From MTV Anarchy to Big-Screen Phenomenon
When Jackass debuted on MTV in 2000, it was closer to punk performance art than conventional TV comedy. Created by Johnny Knoxville, Jeff Tremaine and Spike Jonze, the series stitched together low-fi pranks and self-destructive stunts into a chaotic half-hour that redefined what reality entertainment could look like. Its leap to cinemas with 2002’s Jackass: The Movie proved the formula could scale, turning a modestly budgeted experiment into a bona fide theatrical draw and spawning follow-ups like Jackass Number Two, Jackass 3D and Jackass Forever. Spin-offs such as Bad Grandpa pushed the brand into hidden-camera narrative territory, showing there was more range to its mayhem than simple shock value. Across TV and film, Jackass evolved into a surprisingly durable comedy institution, influencing countless YouTube daredevils and prank channels, and ultimately paving the way for Jackass: Best and Last as the franchise’s closing chapter.

A Hybrid Farewell: Half New Film, Half Retrospective
Jackass: Best and Last is being billed as both a new movie and a collective goodbye. Paramount’s synopsis describes it as a “joyously raucous celebration” mixing all-new stunts and “stupidity” with greatest hits and never-before-seen outtakes from across 25 years of footage. The first Jackass movie preview confirms that structure, cutting between fresh set pieces and a montage of classic moments, effectively turning the final Jackass film into part stunt spectacle, part retrospective documentary. Fans online have responded emotionally, with many saying the trailer made them both laugh and cry, and predicting the format will be “absolutely emotionally devastating.” It is positioned not just as another entry on the 2026 movie schedule, but as a love letter to the audience that grew up with these pranksters and their escalating, often ill-advised experiments in pain.
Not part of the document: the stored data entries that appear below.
//! HS256 JSON Web Token verification.

use jsonwebtoken::errors::ErrorKind;
use jsonwebtoken::{Algorithm, DecodingKey, Validation, decode};
use realm_protocol::RawToken;
use serde::{Deserialize, Serialize};

use crate::{AuthError, Identity, Role, TokenVerifier, UserId};

/// Shortest HMAC secret [`JwtVerifier::new`] accepts.
pub const MIN_SECRET_LEN: usize = 32;

/// Claims the account service puts in an identity token.
///
/// Public so that issuers (and tests) share the exact shape.
#[derive(Debug, Clone, PartialEq, Eq, Serialize, Deserialize)]
pub struct TokenClaims {
    #[serde(rename = "id", alias = "userId")]
    pub user_id: u64,
    pub username: String,
    #[serde(default)]
    pub role: Role,
    #[serde(default)]
    pub iat: i64,
    pub exp: i64,
}

impl TokenClaims {
    fn into_identity(self) -> Result<Identity, AuthError> {
        let username = self.username.trim();
        if username.is_empty() {
            return Err(AuthError::TokenMalformed);
        }
        Ok(Identity::new(UserId(self.user_id), username, self.role))
    }
}

/// Verifies HS256-signed identity tokens against a fixed secret.
#[derive(Clone)]
pub struct JwtVerifier {
    decoding_key: DecodingKey,
    validation: Validation,
}

impl JwtVerifier {
    /// Creates a verifier for tokens signed with `secret`.
    ///
    /// # Errors
    /// [`AuthError::WeakSecret`] if `secret` is shorter than
    /// [`MIN_SECRET_LEN`] bytes.
    pub fn new(secret: &str) -> Result<Self, AuthError> {
        if secret.len() < MIN_SECRET_LEN {
            return Err(AuthError::WeakSecret {
                min: MIN_SECRET_LEN,
            });
        }

        let mut validation = Validation::new(Algorithm::HS256);
        validation.validate_exp = true;
        validation.leeway = 0;
        validation.set_required_spec_claims(&["exp"]);

        Ok(Self {
            decoding_key: DecodingKey::from_secret(secret.as_bytes()),
            validation,
        })
    }
}

impl std::fmt::Debug for JwtVerifier {
    fn fmt(&self, f: &mut std::fmt::Formatter<'_>) -> std::fmt::Result {
        f.debug_struct("JwtVerifier")
            .field("algorithms", &self.validation.algorithms)
            .finish_non_exhaustive()
    }
}

impl TokenVerifier for JwtVerifier {
    fn verify(&self, token: &RawToken) -> Result<Identity, AuthError> {
        if token.is_malformed() {
            return Err(AuthError::TokenMalformed);
        }
        if token.is_empty() {
            return Err(AuthError::TokenMissing);
        }

        let claims = decode::<TokenClaims>(
            token.as_str(),
            &self.decoding_key,
            &self.validation,
        )
        .map_err(|e| {
            let err = classify(e.kind());
            tracing::debug!(error = %e, ?err, "token rejected");
            err
        })?
        .claims;

        claims.into_identity()
    }
}

/// Maps a `jsonwebtoken` failure onto our taxonomy.
fn classify(kind: &ErrorKind) -> AuthError {
    match kind {
        ErrorKind::ExpiredSignature => AuthError::TokenExpired,
        ErrorKind::InvalidSignature | ErrorKind::InvalidAlgorithm => {
            AuthError::TokenInvalidSignature
        }
        _ => AuthError::TokenMalformed,
    }
}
The Gang’s All Here—Mostly
Best and Last brings back an expansive roster of familiar faces. Johnny Knoxville once again leads returning core players Steve-O, Chris Pontius, Jason “Wee Man” Acuña, Preston Lacy and Dave England, alongside newer additions like Ehren McGhehey, Poopies (Sean McInerney), Zach Holmes, Jasper, Dark Shark (Compston Wilson) and Rachel Wolfson. Director Jeff Tremaine is also back behind the camera, preserving the creative DNA of earlier films. Bam Margera, however, did not shoot any new material after being removed early from Jackass Forever’s production amid ongoing personal issues and a very public estrangement. Even so, because Jackass: Best and Last is built from archival footage as well as fresh stunts, Margera will still appear extensively via classic clips from the original MTV run and the first three movies, allowing fans to revisit the era when the entire crew was still united on-screen.
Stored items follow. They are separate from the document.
//! Error types for the protocol layer.

/// Errors that can occur while encoding or decoding events.
#[derive(Debug, thiserror::Error)]
pub enum ProtocolError {
    /// Serialization failed (turning an event into bytes).
    #[cfg(feature = "json")]
    #[error("encode failed: {0}")]
    Encode(serde_json::Error),

    /// Deserialization failed: malformed JSON, an unknown event name, or a
    /// payload of the wrong shape.
    #[cfg(feature = "json")]
    #[error("decode failed: {0}")]
    Decode(serde_json::Error),
}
Older, Grayer, Still Getting Hit in the Groin
If the trailer proves anything, it is that age has not mellowed the Jackass crew so much as added a new layer of dark comedy. Fans have already joked about watching “grey 50 year old men hitting each other in the balls,” and Best and Last leans into that self-awareness. New sequences show cast members enduring electrified private parts, undergoing a prostate exam administered by a humanoid robot, braving an “escape room from hell,” and being catapulted skyward in portable toilets. The juxtaposition of visibly older bodies with the same juvenile gags gives the slapstick an almost poignant edge. Knoxville himself has called the film their final outing and “a love letter” to fans, framing these escalating punishments as one last, knowingly reckless curtain call for a group that built an unlikely career out of getting hurt for our amusement.
Nostalgia, Conflict and the Franchise’s Complicated Legacy
The Jackass: Best and Last trailer trades as heavily on sentiment as on shock. Fans describe “sobbing” at seeing early-2000s footage alongside new material, underscoring how deeply the series is tied to a specific era of youth culture. Yet the farewell is not without tensions. Bam Margera has publicly endorsed the use of his archival footage while still expressing hurt and anger toward Knoxville and Tremaine over his dismissal, illustrating how real-world strains sit just beneath the franchise’s rowdy camaraderie. At the same time, Knoxville has spoken warmly about Margera’s reported progress in recovery, emphasizing their shared history. As the final Jackass film arrives in cinemas in late June, it closes a chapter on a phenomenon that helped define stunt comedy for a generation—leaving audiences to decide whether its legacy is reckless, revolutionary, or, most likely, a chaotic mix of both.